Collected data
=== Section Start ===

use std::ops::Range;

use crate::foundation::core::Point;
use crate::foundation::error::{CollatzError, CollatzResult};
use crate::tree::step::{collatz_step, stopping_time};

/// Immutable inputs of one tree run.
#[derive(Clone, Copy, Debug, PartialEq, serde::Serialize, serde::Deserialize)]
pub struct TreeParams {
    /// Exclusive upper bound of the starting integers (`starts = 2..n`).
    pub n: u64,
    /// Bend angle in radians.
    pub theta: f64,
    /// Initial heading in radians.
    pub start_angle: f64,
}

impl TreeParams {
    /// Create validated parameters.
    pub fn new(n: u64, theta: f64, start_angle: f64) -> CollatzResult<Self> {
        let params = Self {
            n,
            theta,
            start_angle,
        };
        params.validate()?;
        Ok(params)
    }

    /// Reject an empty start range and non-finite angles.
    pub fn validate(&self) -> CollatzResult<()> {
        if self.n < 3 {
            return Err(CollatzError::validation(format!(
                "n must be >= 3 so that at least one starting integer exists, got {}",
                self.n
            )));
        }
        validate_angles(self.theta, self.start_angle)
    }

    /// Starting integers covered by this run.
    pub fn starts(&self) -> Range<u64> {
        2..self.n
    }
}

fn validate_angles(theta: f64, start_angle: f64) -> CollatzResult<()> {
    if !theta.is_finite() {
        return Err(CollatzError::validation(format!(
            "theta must be finite, got {theta}"
        )));
    }
    if !start_angle.is_finite() {
        return Err(CollatzError::validation(format!(
            "start_angle must be finite, got {start_angle}"
        )));
    }
    Ok(())
}

/// Per-start state advanced once per iteration.
#[derive(Clone, Copy, Debug, PartialEq)]
pub struct TrackedSequence {
    /// Starting integer this record was created for.
    pub start: u64,
    /// Current value in the sequence.
    pub value: u64,
    /// End of the most recent segment.
    pub position: Point,
    /// Accumulated heading in radians.
    pub heading: f64,
    /// `false` once `value` has reached 1.
    pub active: bool,
}

impl TrackedSequence {
    fn new(start: u64, start_angle: f64) -> Self {
        Self {
            start,
            value: start,
            position: Point::ORIGIN,
            heading: start_angle,
            active: start != 1,
        }
    }

    /// Successor value, or an error when it leaves the `u64` range.
    fn next_value(&self) -> CollatzResult<u64> {
        collatz_step(self.value).ok_or_else(|| {
            CollatzError::validation(format!(
                "sequence starting at {} overflows u64 after value {}",
                self.start, self.value
            ))
        })
    }

    /// Move to `next` and return the `(from, to)` pair of the emitted segment.
    ///
    /// A frozen sequence stays put and yields a zero-length segment.
    fn advance(&mut self, theta: f64, next: u64) -> (Point, Point) {
        let from = self.position;
        if !self.active {
            return (from, from);
        }

        self.heading += if self.value.is_multiple_of(2) {
            -theta
        } else {
            theta
        };
        self.position = Point::new(from.x + self.heading.cos(), from.y + self.heading.sin());
        self.value = next;
        self.active = next != 1;
        (from, self.position)
    }
}

/// One line piece emitted for one tracked sequence at one iteration.
#[derive(Clone, Copy, Debug, PartialEq)]
pub struct Segment {
    /// Position of the emitting sequence in the builder's ordered container.
    pub index: usize,
    /// Starting integer of the emitting sequence.
    pub start_value: u64,
    /// Segment start.
    pub from: Point,
    /// Segment end.
    pub to: Point,
}

impl Segment {
    /// Euclidean length (1 while the sequence is active, 0 after).
    pub fn length(&self) -> f64 {
        self.from.distance(self.to)
    }

    /// `true` for the zero-length segments of frozen sequences.
    pub fn is_degenerate(&self) -> bool {
        self.from == self.to
    }
}

/// Segments produced by one lockstep iteration, ordered by sequence index.
#[derive(Clone, Debug, PartialEq)]
pub struct Iteration {
    /// 0-based iteration counter shared by every sequence.
    pub index: u64,
    /// One segment per tracked sequence.
    pub segments: Vec<Segment>,
}

impl Iteration {
    /// Segments with non-zero length.
    pub fn visible_segments(&self) -> impl Iterator<Item = &Segment> + '_ {
        self.segments.iter().filter(|s| !s.is_degenerate())
    }
}

/// Drives every tracked sequence in lockstep until all of them sit at the fixed point.
///
/// The builder is an [`Iterator`] over [`Iteration`]s; it is exhausted exactly when
/// [`SequenceTreeBuilder::is_converged`] becomes `true`.
#[derive(Clone, Debug)]
pub struct SequenceTreeBuilder {
    theta: f64,
    start_angle: f64,
    sequences: Vec<TrackedSequence>,
    iteration: u64,
}

impl SequenceTreeBuilder {
    /// Track every start in `params.starts()`.
    pub fn new(params: &TreeParams) -> CollatzResult<Self> {
        params.validate()?;
        Self::from_starts(params.starts(), params.theta, params.start_angle)
    }

    /// Track an explicit set of starts.
    ///
    /// Starts are sorted and deduplicated so that segment indices follow the starting value.
    /// A start whose trajectory leaves the `u64` range before reaching 1 is rejected.
    pub fn from_starts(
        starts: impl IntoIterator<Item = u64>,
        theta: f64,
        start_angle: f64,
    ) -> CollatzResult<Self> {
        validate_angles(theta, start_angle)?;

        let mut starts: Vec<u64> = starts.into_iter().collect();
        starts.sort_unstable();
        starts.dedup();
        if starts.is_empty() {
            return Err(CollatzError::validation("at least one starting integer is required"));
        }
        if starts[0] == 0 {
            return Err(CollatzError::validation(
                "starting integers must be >= 1 (0 never reaches the fixed point)",
            ));
        }
        if let Some(&bad) = starts.iter().find(|&&s| stopping_time(s).is_none()) {
            return Err(CollatzError::validation(format!(
                "starting integer {bad} overflows u64 before reaching 1"
            )));
        }

        tracing::debug!(
            sequences = starts.len(),
            theta,
            start_angle,
            "sequence tree builder created"
        );

        Ok(Self {
            theta,
            start_angle,
            sequences: starts
                .into_iter()
                .map(|s| TrackedSequence::new(s, start_angle))
                .collect(),
            iteration: 0,
        })
    }

    /// Bend angle in radians.
    pub fn theta(&self) -> f64 {
        self.theta
    }

    /// Initial heading in radians.
    pub fn start_angle(&self) -> f64 {
        self.start_angle
    }

    /// Tracked sequences ordered by starting value.
    pub fn sequences(&self) -> &[TrackedSequence] {
        &self.sequences
    }

    /// Look up the tracked sequence created for `start`.
    pub fn sequence(&self, start: u64) -> Option<&TrackedSequence> {
        self.sequences
            .binary_search_by_key(&start, |s| s.start)
            .ok()
            .map(|i| &self.sequences[i])
    }

    /// Number of iterations emitted so far.
    pub fn iterations(&self) -> u64 {
        self.iteration
    }

    /// `true` once every tracked value equals 1.
    pub fn is_converged(&self) -> bool {
        self.sequences.iter().all(|s| s.value == 1)
    }

    /// Current endpoint of every sequence, in index order.
    pub fn positions(&self) -> impl Iterator<Item = Point> + '_ {
        self.sequences.iter().map(|s| s.position)
    }

    /// Advance every sequence by one step.
    ///
    /// Returns `None` once the tree has converged; no segments are emitted after that.
    /// An overflowing step fails the whole iteration and leaves every sequence untouched.
    pub fn try_next_iteration(&mut self) -> CollatzResult<Option<Iteration>> {
        if self.is_converged() {
            return Ok(None);
        }

        let next: Vec<u64> = self
            .sequences
            .iter()
            .map(TrackedSequence::next_value)
            .collect::<CollatzResult<_>>()?;

        let theta = self.theta;
        let segments = self
            .sequences
            .iter_mut()
            .zip(next)
            .enumerate()
            .map(|(index, (seq, next))| {
                let (from, to) = seq.advance(theta, next);
                Segment {
                    index,
                    start_value: seq.start,
                    from,
                    to,
                }
            })
            .collect();

        let it = Iteration {
            index: self.iteration,
            segments,
        };
        self.iteration += 1;
        tracing::trace!(iteration = it.index, "tree iteration");
        Ok(Some(it))
    }

    /// Infallible form of [`Self::try_next_iteration`].
    ///
    /// Builders from [`Self::new`] and [`Self::from_starts`] never overflow; a failed step is
    /// logged and ends the iteration.
    pub fn next_iteration(&mut self) -> Option<Iteration> {
        match self.try_next_iteration() {
            Ok(it) => it,
            Err(err) => {
                tracing::error!(error = %err, "tree iteration failed");
                None
            }
        }
    }
}

impl Iterator for SequenceTreeBuilder {
    type Item = Iteration;

    fn next(&mut self) -> Option<Self::Item> {
        self.next_iteration()
    }
}

impl std::iter::FusedIterator for SequenceTreeBuilder {}

#[cfg(test)]
mod tests {
    use super::*;
    use std::f64::consts::PI;

    #[test]
    fn params_reject_empty_start_range() {
        assert!(TreeParams::new(0, 0.1, 0.0).is_err());
        assert!(TreeParams::new(2, 0.1, 0.0).is_err());
        assert!(TreeParams::new(3, 0.1, 0.0).is_ok());
        assert_eq!(TreeParams::new(5, 0.1, 0.0).unwrap().starts(), 2..5);
    }

    #[test]
    fn params_reject_non_finite_angles() {
        assert!(TreeParams::new(10, f64::NAN, 0.0).is_err());
        assert!(TreeParams::new(10, 0.1, f64::INFINITY).is_err());
    }

    #[test]
    fn from_starts_rejects_zero_and_empty() {
        assert!(SequenceTreeBuilder::from_starts([], 0.1, 0.0).is_err());
        assert!(SequenceTreeBuilder::from_starts([0, 4], 0.1, 0.0).is_err());
    }

    #[test]
    fn from_starts_rejects_overflowing_trajectories() {
        let err = SequenceTreeBuilder::from_starts([3, u64::MAX], 0.1, 0.0).unwrap_err();
        assert!(err.to_string().contains(&u64::MAX.to_string()));
        assert!(SequenceTreeBuilder::from_starts([6_148_914_691_236_517_207], 0.1, 0.0).is_err());
        // large but safe: even start halves first
        assert!(SequenceTreeBuilder::from_starts([1u64 << 63], 0.1, 0.0).is_ok());
    }

    #[test]
    fn overflowing_step_fails_without_partial_advance() {
        let mut b = SequenceTreeBuilder {
            theta: 0.1,
            start_angle: 0.0,
            sequences: vec![
                TrackedSequence::new(4, 0.0),
                TrackedSequence::new(u64::MAX, 0.0),
            ],
            iteration: 0,
        };
        let before = b.sequences().to_vec();

        assert!(b.try_next_iteration().is_err());
        assert_eq!(b.sequences(), before.as_slice());
        assert_eq!(b.iterations(), 0);
        assert!(!b.is_converged());
        // the iterator ends instead of panicking
        assert!(b.next().is_none());
        assert!(b.next().is_none());
    }

    #[test]
    fn from_starts_orders_and_dedups() {
        let b = SequenceTreeBuilder::from_starts([7, 3, 7, 5], 0.1, 0.0).unwrap();
        let starts: Vec<u64> = b.sequences().iter().map(|s| s.start).collect();
        assert_eq!(starts, vec![3, 5, 7]);
        assert_eq!(b.sequence(5).map(|s| s.value), Some(5));
        assert!(b.sequence(4).is_none());
    }

    #[test]
    fn single_start_two_emits_one_segment() {
        let params = TreeParams::new(3, PI / 30.0, PI / 2.0).unwrap();
        let mut b = SequenceTreeBuilder::new(&params).unwrap();
        let it = b.next_iteration().unwrap();
        assert_eq!(it.index, 0);
        assert_eq!(it.segments.len(), 1);

        let seg = it.segments[0];
        let heading = PI / 2.0 - PI / 30.0;
        assert_eq!(seg.from, Point::ORIGIN);
        assert!((seg.to.x - heading.cos()).abs() < 1e-12);
        assert!((seg.to.y - heading.sin()).abs() < 1e-12);
        assert!((seg.length() - 1.0).abs() < 1e-12);

        assert!(b.is_converged());
        assert!(b.next_iteration().is_none());
        assert_eq!(b.iterations(), 1);
    }

    #[test]
    fn start_one_is_frozen_from_the_beginning() {
        let mut b = SequenceTreeBuilder::from_starts([1], 0.3, 0.0).unwrap();
        assert!(!b.sequences()[0].active);
        assert!(b.is_converged());
        assert!(b.next_iteration().is_none());
    }

    #[test]
    fn odd_values_bend_positive() {
        let mut b = SequenceTreeBuilder::from_starts([3], 0.25, 0.0).unwrap();
        let it = b.next_iteration().unwrap();
        assert!((b.sequences()[0].heading - 0.25).abs() < 1e-15);
        assert_eq!(b.sequences()[0].value, 10);
        assert!(it.segments[0].to.y > 0.0);
    }
}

=== Section End ===

→ About this task
All lines above between those holding "let mut b = SequenceTreeBuilder::new(&params).unwrap();" and "assert_eq!(seg.from, Point::ORIGIN);", inclusive, must be set down unchanged, and no other line may be included.

→ Response to the task
        let mut b = SequenceTreeBuilder::new(&params).unwrap();
        let it = b.next_iteration().unwrap();
        assert_eq!(it.index, 0);
        assert_eq!(it.segments.len(), 1);

        let seg = it.segments[0];
        let heading = PI / 2.0 - PI / 30.0;
        assert_eq!(seg.from, Point::ORIGIN);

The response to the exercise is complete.